TASK INPUT:
//! Class reference graph
//!
//! Nodes are classes, edges are references found in class files. Classes that
//! are only referenced (platform classes, classes outside the scanned
//! artifacts) are leaf nodes.

mod class;
pub mod reference;
mod index;
mod builder;
mod parallel_builder;

pub use class::{ArtifactId, ClassName};
pub use reference::{ClassReference, ReferenceKind};
pub use index::{ClassIndex, DuplicateClassPolicy, IndexError};
pub use builder::{ClassGraphBuilder, GraphError};
pub use parallel_builder::ParallelClassGraphBuilder;

use petgraph::graph::{DiGraph, NodeIndex};
use petgraph::visit::EdgeRef;
use std::collections::{BTreeSet, HashMap, HashSet};
use tracing::debug;

/// Directed graph of class references
#[derive(Debug, Default)]
pub struct ClassGraph {
    /// The underlying directed graph
    /// Nodes are ClassNames, edges are reference kinds
    inner: DiGraph<ClassName, ReferenceKind>,

    /// Map from ClassName to node index
    node_map: HashMap<ClassName, NodeIndex>,

    /// Classes whose own class file was read
    defined: HashSet<ClassName>,
}

impl ClassGraph {
    /// Create a new empty graph
    pub fn new() -> Self {
        Self::default()
    }

    fn ensure_node(&mut self, class: &ClassName) -> NodeIndex {
        if let Some(&idx) = self.node_map.get(class) {
            return idx;
        }
        let idx = self.inner.add_node(class.clone());
        self.node_map.insert(class.clone(), idx);
        idx
    }

    /// Add a class and its outgoing references.
    ///
    /// The first definition of a class wins; later ones are ignored.
    pub fn add_class(&mut self, class: ClassName, references: impl IntoIterator<Item = ClassReference>) {
        if self.defined.contains(&class) {
            debug!("Ignoring second definition of {}", class);
            return;
        }
        let from = self.ensure_node(&class);
        for reference in references {
            if reference.target == class {
                continue;
            }
            let to = self.ensure_node(&reference.target);
            self.inner.add_edge(from, to, reference.kind);
        }
        self.defined.insert(class);
    }

    /// Outgoing references of a class, empty for leaf or unknown classes
    pub fn references_from(&self, class: &ClassName) -> Vec<(&ClassName, ReferenceKind)> {
        let Some(&node_idx) = self.node_map.get(class) else {
            return Vec::new();
        };

        self.inner
            .edges_directed(node_idx, petgraph::Direction::Outgoing)
            .filter_map(|edge| {
                let target = self.inner.node_weight(edge.target())?;
                Some((target, *edge.weight()))
            })
            .collect()
    }

    /// Distinct classes referenced by a class, of any kind
    pub fn referenced_classes(&self, class: &ClassName) -> BTreeSet<&ClassName> {
        self.references_from(class)
            .into_iter()
            .map(|(target, _)| target)
            .collect()
    }

    /// Incoming references of a class
    pub fn references_to(&self, class: &ClassName) -> Vec<(&ClassName, ReferenceKind)> {
        let Some(&node_idx) = self.node_map.get(class) else {
            return Vec::new();
        };

        self.inner
            .edges_directed(node_idx, petgraph::Direction::Incoming)
            .filter_map(|edge| {
                let source = self.inner.node_weight(edge.source())?;
                Some((source, *edge.weight()))
            })
            .collect()
    }

    /// Whether the class file of this class was read
    pub fn is_defined(&self, class: &ClassName) -> bool {
        self.defined.contains(class)
    }

    pub fn contains(&self, class: &ClassName) -> bool {
        self.node_map.contains_key(class)
    }

    /// Number of nodes, including referenced-only classes
    pub fn class_count(&self) -> usize {
        self.inner.node_count()
    }

    /// Number of classes whose class file was read
    pub fn defined_count(&self) -> usize {
        self.defined.len()
    }

    /// Number of reference edges
    pub fn reference_count(&self) -> usize {
        self.inner.edge_count()
    }

    /// Get the underlying petgraph for advanced operations
    pub fn inner(&self) -> &DiGraph<ClassName, ReferenceKind> {
        &self.inner
    }

    /// Get node index for a class
    pub fn node_index(&self, class: &ClassName) -> Option<NodeIndex> {
        self.node_map.get(class).copied()
    }
}
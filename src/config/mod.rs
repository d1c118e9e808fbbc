//! Configuration file and defaults

mod loader;

pub use loader::{Config, DependencyEntry, DependencyScope, ReportConfig};
pub(crate) use loader::glob_match;
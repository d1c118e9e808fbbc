// Parallel graph builder using rayon

use super::builder::{scan_artifact, GraphError};
use super::ClassGraph;
use crate::discovery::{Artifact, ArtifactReader};
use crate::parser::ClassFileParser;
use rayon::prelude::*;
use tracing::info;

/// Parallel graph builder for faster processing
#[derive(Debug, Default)]
pub struct ParallelClassGraphBuilder {
    reader: ArtifactReader,
    parser: ClassFileParser,
}

impl ParallelClassGraphBuilder {
    pub fn new() -> Self {
        Self::default()
    }

    pub fn with_reader(mut self, reader: ArtifactReader) -> Self {
        self.reader = reader;
        self
    }

    /// Build graph from artifacts, reading and parsing them in parallel.
    ///
    /// Classes are merged in input order, so the result matches the sequential
    /// builder.
    pub fn build_from_artifacts(&self, artifacts: &[Artifact]) -> Result<ClassGraph, GraphError> {
        info!("Reading {} artifacts in parallel...", artifacts.len());

        let scanned: Vec<_> = artifacts
            .par_iter()
            .map(|artifact| scan_artifact(&self.reader, &self.parser, artifact))
            .collect::<Result<_, _>>()?;

        let mut graph = ClassGraph::new();
        for classes in scanned {
            for (name, parsed) in classes {
                graph.add_class(name, parsed.references);
            }
        }

        info!(
            "Parsed {} classes, {} references",
            graph.defined_count(),
            graph.reference_count()
        );

        Ok(graph)
    }
}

WHAT IS NEEDED:
Write the listing out again, matching every line exactly.

RESULT OF THIS TASK:
//! Class reference graph
//!
//! Nodes are classes, edges are references found in class files. Classes that
//! are only referenced (platform classes, classes outside the scanned
//! artifacts) are leaf nodes.

mod class;
pub mod reference;
mod index;
mod builder;
mod parallel_builder;

pub use class::{ArtifactId, ClassName};
pub use reference::{ClassReference, ReferenceKind};
pub use index::{ClassIndex, DuplicateClassPolicy, IndexError};
pub use builder::{ClassGraphBuilder, GraphError};
pub use parallel_builder::ParallelClassGraphBuilder;

use petgraph::graph::{DiGraph, NodeIndex};
use petgraph::visit::EdgeRef;
use std::collections::{BTreeSet, HashMap, HashSet};
use tracing::debug;

/// Directed graph of class references
#[derive(Debug, Default)]
pub struct ClassGraph {
    /// The underlying directed graph
    /// Nodes are ClassNames, edges are reference kinds
    inner: DiGraph<ClassName, ReferenceKind>,

    /// Map from ClassName to node index
    node_map: HashMap<ClassName, NodeIndex>,

    /// Classes whose own class file was read
    defined: HashSet<ClassName>,
}

impl ClassGraph {
    /// Create a new empty graph
    pub fn new() -> Self {
        Self::default()
    }

    fn ensure_node(&mut self, class: &ClassName) -> NodeIndex {
        if let Some(&idx) = self.node_map.get(class) {
            return idx;
        }
        let idx = self.inner.add_node(class.clone());
        self.node_map.insert(class.clone(), idx);
        idx
    }

    /// Add a class and its outgoing references.
    ///
    /// The first definition of a class wins; later ones are ignored.
    pub fn add_class(&mut self, class: ClassName, references: impl IntoIterator<Item = ClassReference>) {
        if self.defined.contains(&class) {
            debug!("Ignoring second definition of {}", class);
            return;
        }
        let from = self.ensure_node(&class);
        for reference in references {
            if reference.target == class {
                continue;
            }
            let to = self.ensure_node(&reference.target);
            self.inner.add_edge(from, to, reference.kind);
        }
        self.defined.insert(class);
    }

    /// Outgoing references of a class, empty for leaf or unknown classes
    pub fn references_from(&self, class: &ClassName) -> Vec<(&ClassName, ReferenceKind)> {
        let Some(&node_idx) = self.node_map.get(class) else {
            return Vec::new();
        };

        self.inner
            .edges_directed(node_idx, petgraph::Direction::Outgoing)
            .filter_map(|edge| {
                let target = self.inner.node_weight(edge.target())?;
                Some((target, *edge.weight()))
            })
            .collect()
    }

    /// Distinct classes referenced by a class, of any kind
    pub fn referenced_classes(&self, class: &ClassName) -> BTreeSet<&ClassName> {
        self.references_from(class)
            .into_iter()
            .map(|(target, _)| target)
            .collect()
    }

    /// Incoming references of a class
    pub fn references_to(&self, class: &ClassName) -> Vec<(&ClassName, ReferenceKind)> {
        let Some(&node_idx) = self.node_map.get(class) else {
            return Vec::new();
        };

        self.inner
            .edges_directed(node_idx, petgraph::Direction::Incoming)
            .filter_map(|edge| {
                let source = self.inner.node_weight(edge.source())?;
                Some((source, *edge.weight()))
            })
            .collect()
    }

    /// Whether the class file of this class was read
    pub fn is_defined(&self, class: &ClassName) -> bool {
        self.defined.contains(class)
    }

    pub fn contains(&self, class: &ClassName) -> bool {
        self.node_map.contains_key(class)
    }

    /// Number of nodes, including referenced-only classes
    pub fn class_count(&self) -> usize {
        self.inner.node_count()
    }

    /// Number of classes whose class file was read
    pub fn defined_count(&self) -> usize {
        self.defined.len()
    }

    /// Number of reference edges
    pub fn reference_count(&self) -> usize {
        self.inner.edge_count()
    }

    /// Get the underlying petgraph for advanced operations
    pub fn inner(&self) -> &DiGraph<ClassName, ReferenceKind> {
        &self.inner
    }

    /// Get node index for a class
    pub fn node_index(&self, class: &ClassName) -> Option<NodeIndex> {
        self.node_map.get(class).copied()
    }
}
filename src/config/mod.rs
repository d1c118e9e808fbbc
//! Configuration file and defaults

mod loader;

pub use loader::{Config, DependencyEntry, DependencyScope, ReportConfig};
pub(crate) use loader::glob_match;
repository d1c118e9e808fbbc
// Parallel graph builder using rayon

use super::builder::{scan_artifact, GraphError};
use super::ClassGraph;
use crate::discovery::{Artifact, ArtifactReader};
use crate::parser::ClassFileParser;
use rayon::prelude::*;
use tracing::info;

/// Parallel graph builder for faster processing
#[derive(Debug, Default)]
pub struct ParallelClassGraphBuilder {
    reader: ArtifactReader,
    parser: ClassFileParser,
}

impl ParallelClassGraphBuilder {
    pub fn new() -> Self {
        Self::default()
    }

    pub fn with_reader(mut self, reader: ArtifactReader) -> Self {
        self.reader = reader;
        self
    }

    /// Build graph from artifacts, reading and parsing them in parallel.
    ///
    /// Classes are merged in input order, so the result matches the sequential
    /// builder.
    pub fn build_from_artifacts(&self, artifacts: &[Artifact]) -> Result<ClassGraph, GraphError> {
        info!("Reading {} artifacts in parallel...", artifacts.len());

        let scanned: Vec<_> = artifacts
            .par_iter()
            .map(|artifact| scan_artifact(&self.reader, &self.parser, artifact))
            .collect::<Result<_, _>>()?;

        let mut graph = ClassGraph::new();
        for classes in scanned {
            for (name, parsed) in classes {
                graph.add_class(name, parsed.references);
            }
        }

        info!(
            "Parsed {} classes, {} references",
            graph.defined_count(),
            graph.reference_count()
        );

        Ok(graph)
    }
}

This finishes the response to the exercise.